### What to produce
The entries below contain a line with "return Ok(Ok(()));" and a line with "Reads the release". Quote exactly those two lines and all lines between them.
======== Provided information ========
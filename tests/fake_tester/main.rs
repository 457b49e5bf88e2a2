//! Stand-in for the client configuration tester executable.
//!
//! Emulates the client's selection rules closely enough to produce every
//! exit status the catalog expects, without a real cluster:
//! - Clusters announce themselves through a registry directory holding one
//!   file per coordinator port, containing the running release.
//! - External libraries are identified by their staged file names.
//! - The locally linked client has the release in `FAKE_LOCAL_VERSION`.

use anyhow::{bail, Context, Result};
use clap::Parser;
use clientcfg_core::{ConnectionString, ErrorCode, Version};
use std::fs;
use std::io::Write;
use std::path::{Path, PathBuf};
use std::thread;
use std::time::{Duration, Instant};

const REGISTRY_VAR: &str = "FAKE_CLUSTER_REGISTRY";
const LOCAL_VERSION_VAR: &str = "FAKE_LOCAL_VERSION";
const POLL: Duration = Duration::from_millis(20);
// Used when no transaction timeout is given.
const DEFAULT_TIMEOUT: Duration = Duration::from_secs(10);

#[derive(Parser)]
#[command(name = "fake-tester")]
struct Args {
    #[arg(long)]
    cluster_file: PathBuf,
    #[arg(long)]
    tmp_dir: Option<PathBuf>,
    #[arg(long)]
    log: bool,
    #[arg(long)]
    log_dir: Option<PathBuf>,
    #[arg(long)]
    disable_local_client: bool,
    #[arg(long)]
    external_client_library: Option<PathBuf>,
    #[arg(long)]
    external_client_dir: Option<PathBuf>,
    #[arg(long)]
    ignore_external_client_failures: bool,
    #[arg(long)]
    fail_incompatible_client: bool,
    #[arg(long)]
    api_version: Option<u32>,
    #[arg(long)]
    expected_error: Option<i32>,
    #[arg(long)]
    transaction_timeout: Option<u64>,
}

#[derive(Debug, Clone, Copy)]
struct Client {
    version: Version,
    external: bool,
}

struct Trace(Option<fs::File>);

impl Trace {
    fn open(args: &Args) -> Result<Self> {
        match (&args.log_dir, args.log) {
            (Some(dir), true) => {
                let path = dir.join(format!("trace.{}.log", std::process::id()));
                Ok(Self(Some(fs::File::create(&path).with_context(|| {
                    format!("Failed to create {}", path.display())
                })?)))
            }
            _ => Ok(Self(None)),
        }
    }

    fn event(&mut self, line: &str) {
        if let Some(file) = &mut self.0 {
            let _ = writeln!(file, "{}", line);
        }
    }
}

fn main() -> Result<()> {
    let args = Args::parse();
    let mut trace = Trace::open(&args)?;
    if let Some(tmp) = &args.tmp_dir {
        trace.event(&format!("using tmp dir {}", tmp.display()));
    }

    let result = run_transaction(&args, &mut trace)?;
    let code = match result {
        Ok(()) => 0,
        Err(e) => e.code(),
    };
    trace.event(&format!("transaction finished with code {}", code));

    let status = match args.expected_error {
        Some(expected) if code == expected => 0,
        Some(_) => 1,
        None => code,
    };
    std::process::exit(status);
}

fn run_transaction(args: &Args, trace: &mut Trace) -> Result<std::result::Result<(), ErrorCode>> {
    let contents = fs::read_to_string(&args.cluster_file)
        .with_context(|| format!("Failed to read {}", args.cluster_file.display()))?;
    let Ok(connection) = contents.parse::<ConnectionString>() else {
        trace.event("cluster file has no usable coordinator");
        return Ok(Err(ErrorCode::ConnectionStringInvalid));
    };

    let local: Version = std::env::var(LOCAL_VERSION_VAR)
        .with_context(|| format!("{} is not set", LOCAL_VERSION_VAR))?
        .parse()?;
    let api_version = args.api_version.unwrap_or(local.api_version());

    let mut clients = Vec::new();
    if !args.disable_local_client {
        clients.push(Client {
            version: local,
            external: false,
        });
    }
    for version in external_versions(args)? {
        clients.push(Client {
            version,
            external: true,
        });
    }

    // Clients that cannot provide the requested API revision.
    let (usable, unsupported): (Vec<Client>, Vec<Client>) = clients
        .into_iter()
        .partition(|c| c.version.api_version() >= api_version);
    for client in &unsupported {
        trace.event(&format!("client {} lacks API version {}", client.version, api_version));
    }
    if unsupported.iter().any(|c| c.external) && !args.ignore_external_client_failures {
        return Ok(Err(ErrorCode::ApiFunctionMissing));
    }
    if usable.is_empty() {
        return Ok(Err(ErrorCode::AllExternalClientsFailed));
    }

    let timeout = args
        .transaction_timeout
        .map_or(DEFAULT_TIMEOUT, Duration::from_millis);
    let Some(coordinator) = connection.primary_coordinator() else {
        return Ok(Err(ErrorCode::ConnectionStringInvalid));
    };
    let registry = PathBuf::from(
        std::env::var(REGISTRY_VAR).with_context(|| format!("{} is not set", REGISTRY_VAR))?,
    );

    let deadline = Instant::now() + timeout;
    loop {
        if let Some(cluster) = cluster_version(&registry, coordinator.port())? {
            if usable.iter().any(|c| c.version.is_protocol_compatible(&cluster)) {
                trace.event(&format!("connected to cluster {}", cluster));
                return Ok(Ok(()));
            }
            if args.fail_incompatible_client {
                trace.event(&format!("no client is compatible with cluster {}", cluster));
                return Ok(Err(ErrorCode::IncompatibleClient));
            }
        }
        if Instant::now() >= deadline {
            trace.event("transaction timed out");
            return Ok(Err(ErrorCode::TransactionTimedOut));
        }
        thread::sleep(POLL);
    }
}

fn external_versions(args: &Args) -> Result<Vec<Version>> {
    let mut files = Vec::new();
    if let Some(path) = &args.external_client_library {
        files.push(path.clone());
    }
    if let Some(dir) = &args.external_client_dir {
        let mut entries = fs::read_dir(dir)?
            .map(|e| e.map(|e| e.path()))
            .collect::<std::io::Result<Vec<_>>>()?;
        entries.sort();
        files.extend(entries);
    }
    files.iter().map(|f| library_version(f)).collect()
}

/// Reads the release out of a `libfdb_c.<version>.so` file name.
fn library_version(path: &Path) -> Result<Version> {
    let name = path
        .file_name()
        .and_then(|n| n.to_str())
        .unwrap_or_default();
    let Some(version) = name
        .strip_prefix("libfdb_c.")
        .and_then(|rest| rest.strip_suffix(".so"))
    else {
        bail!("Not a client library: {}", path.display());
    };
    Ok(version.parse()?)
}

fn cluster_version(registry: &Path, port: u16) -> Result<Option<Version>> {
    match fs::read_to_string(registry.join(port.to_string())) {
        // A half-written entry reads as "not up yet".
        Ok(contents) => Ok(contents.parse().ok()),
        Err(e) if e.kind() == std::io::ErrorKind::NotFound => Ok(None),
        Err(e) => Err(e.into()),
    }
}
========
### Written solution
                return Ok(Ok(()));
            }
            if args.fail_incompatible_client {
                trace.event(&format!("no client is compatible with cluster {}", cluster));
                return Ok(Err(ErrorCode::IncompatibleClient));
            }
        }
        if Instant::now() >= deadline {
            trace.event("transaction timed out");
            return Ok(Err(ErrorCode::TransactionTimedOut));
        }
        thread::sleep(POLL);
    }
}

fn external_versions(args: &Args) -> Result<Vec<Version>> {
    let mut files = Vec::new();
    if let Some(path) = &args.external_client_library {
        files.push(path.clone());
    }
    if let Some(dir) = &args.external_client_dir {
        let mut entries = fs::read_dir(dir)?
            .map(|e| e.map(|e| e.path()))
            .collect::<std::io::Result<Vec<_>>>()?;
        entries.sort();
        files.extend(entries);
    }
    files.iter().map(|f| library_version(f)).collect()
}

/// Reads the release out of a `libfdb_c.<version>.so` file name.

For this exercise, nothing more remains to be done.